Collected data:

=======

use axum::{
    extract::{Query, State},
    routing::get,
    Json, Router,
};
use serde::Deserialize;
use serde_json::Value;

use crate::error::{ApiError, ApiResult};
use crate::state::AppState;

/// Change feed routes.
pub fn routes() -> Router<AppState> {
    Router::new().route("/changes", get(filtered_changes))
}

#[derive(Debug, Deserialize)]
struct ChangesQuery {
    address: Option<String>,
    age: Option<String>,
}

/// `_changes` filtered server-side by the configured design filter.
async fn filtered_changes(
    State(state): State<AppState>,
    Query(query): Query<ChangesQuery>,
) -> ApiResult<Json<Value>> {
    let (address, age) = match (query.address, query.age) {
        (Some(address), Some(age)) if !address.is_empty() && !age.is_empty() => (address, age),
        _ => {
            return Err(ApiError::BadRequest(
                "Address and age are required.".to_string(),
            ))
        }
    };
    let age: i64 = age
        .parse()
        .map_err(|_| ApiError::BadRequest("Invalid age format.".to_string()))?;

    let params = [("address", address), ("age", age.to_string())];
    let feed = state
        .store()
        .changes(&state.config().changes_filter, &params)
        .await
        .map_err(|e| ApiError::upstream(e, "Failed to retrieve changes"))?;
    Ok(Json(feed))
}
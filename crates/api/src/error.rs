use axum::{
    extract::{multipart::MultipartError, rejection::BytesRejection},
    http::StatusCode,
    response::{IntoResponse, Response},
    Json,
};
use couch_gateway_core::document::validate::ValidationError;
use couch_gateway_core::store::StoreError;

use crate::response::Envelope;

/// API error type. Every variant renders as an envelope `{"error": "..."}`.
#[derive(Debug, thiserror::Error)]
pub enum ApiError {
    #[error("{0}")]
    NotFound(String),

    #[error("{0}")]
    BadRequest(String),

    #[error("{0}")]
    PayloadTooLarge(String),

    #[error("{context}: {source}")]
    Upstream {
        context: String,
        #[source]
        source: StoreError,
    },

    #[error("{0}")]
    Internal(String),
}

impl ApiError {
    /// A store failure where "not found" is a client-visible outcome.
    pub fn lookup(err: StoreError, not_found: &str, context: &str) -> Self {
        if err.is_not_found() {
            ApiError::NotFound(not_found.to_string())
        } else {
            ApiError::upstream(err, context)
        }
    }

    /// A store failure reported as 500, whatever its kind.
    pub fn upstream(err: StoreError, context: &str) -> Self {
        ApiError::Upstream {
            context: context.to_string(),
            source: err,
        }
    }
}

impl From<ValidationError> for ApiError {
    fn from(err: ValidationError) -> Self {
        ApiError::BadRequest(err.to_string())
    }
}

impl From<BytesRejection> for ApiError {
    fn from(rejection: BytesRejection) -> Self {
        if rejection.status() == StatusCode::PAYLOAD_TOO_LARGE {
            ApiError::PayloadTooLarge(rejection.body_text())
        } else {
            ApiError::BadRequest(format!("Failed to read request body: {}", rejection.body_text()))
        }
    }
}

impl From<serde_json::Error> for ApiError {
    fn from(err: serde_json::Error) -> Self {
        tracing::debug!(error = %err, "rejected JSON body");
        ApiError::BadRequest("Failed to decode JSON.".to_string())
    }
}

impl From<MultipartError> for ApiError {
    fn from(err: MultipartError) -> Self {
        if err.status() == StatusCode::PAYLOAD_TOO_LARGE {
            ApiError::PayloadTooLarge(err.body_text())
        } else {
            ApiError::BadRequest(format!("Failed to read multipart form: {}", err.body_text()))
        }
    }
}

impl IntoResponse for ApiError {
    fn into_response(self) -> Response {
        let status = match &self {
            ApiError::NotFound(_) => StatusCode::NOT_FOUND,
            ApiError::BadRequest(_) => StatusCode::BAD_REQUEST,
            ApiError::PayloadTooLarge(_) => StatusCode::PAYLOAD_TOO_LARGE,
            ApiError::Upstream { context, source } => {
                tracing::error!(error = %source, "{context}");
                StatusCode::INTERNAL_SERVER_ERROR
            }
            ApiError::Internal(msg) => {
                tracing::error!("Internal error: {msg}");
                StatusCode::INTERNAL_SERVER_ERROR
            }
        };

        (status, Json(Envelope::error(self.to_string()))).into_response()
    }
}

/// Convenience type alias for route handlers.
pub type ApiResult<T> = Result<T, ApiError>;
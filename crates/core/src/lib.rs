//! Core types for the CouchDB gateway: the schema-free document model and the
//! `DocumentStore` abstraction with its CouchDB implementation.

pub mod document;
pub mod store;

=======

#### [TASK DESCRIPTION]
Where a line in the entries holds the word "BadRequest", copy that line.

#### [WRITTEN RESPONSE]
            return Err(ApiError::BadRequest(
        .map_err(|_| ApiError::BadRequest("Invalid age format.".to_string()))?;
    BadRequest(String),
        ApiError::BadRequest(err.to_string())
            ApiError::BadRequest(format!("Failed to read request body: {}", rejection.body_text()))
        ApiError::BadRequest("Failed to decode JSON.".to_string())
            ApiError::BadRequest(format!("Failed to read multipart form: {}", err.body_text()))
            ApiError::BadRequest(_) => StatusCode::BAD_REQUEST,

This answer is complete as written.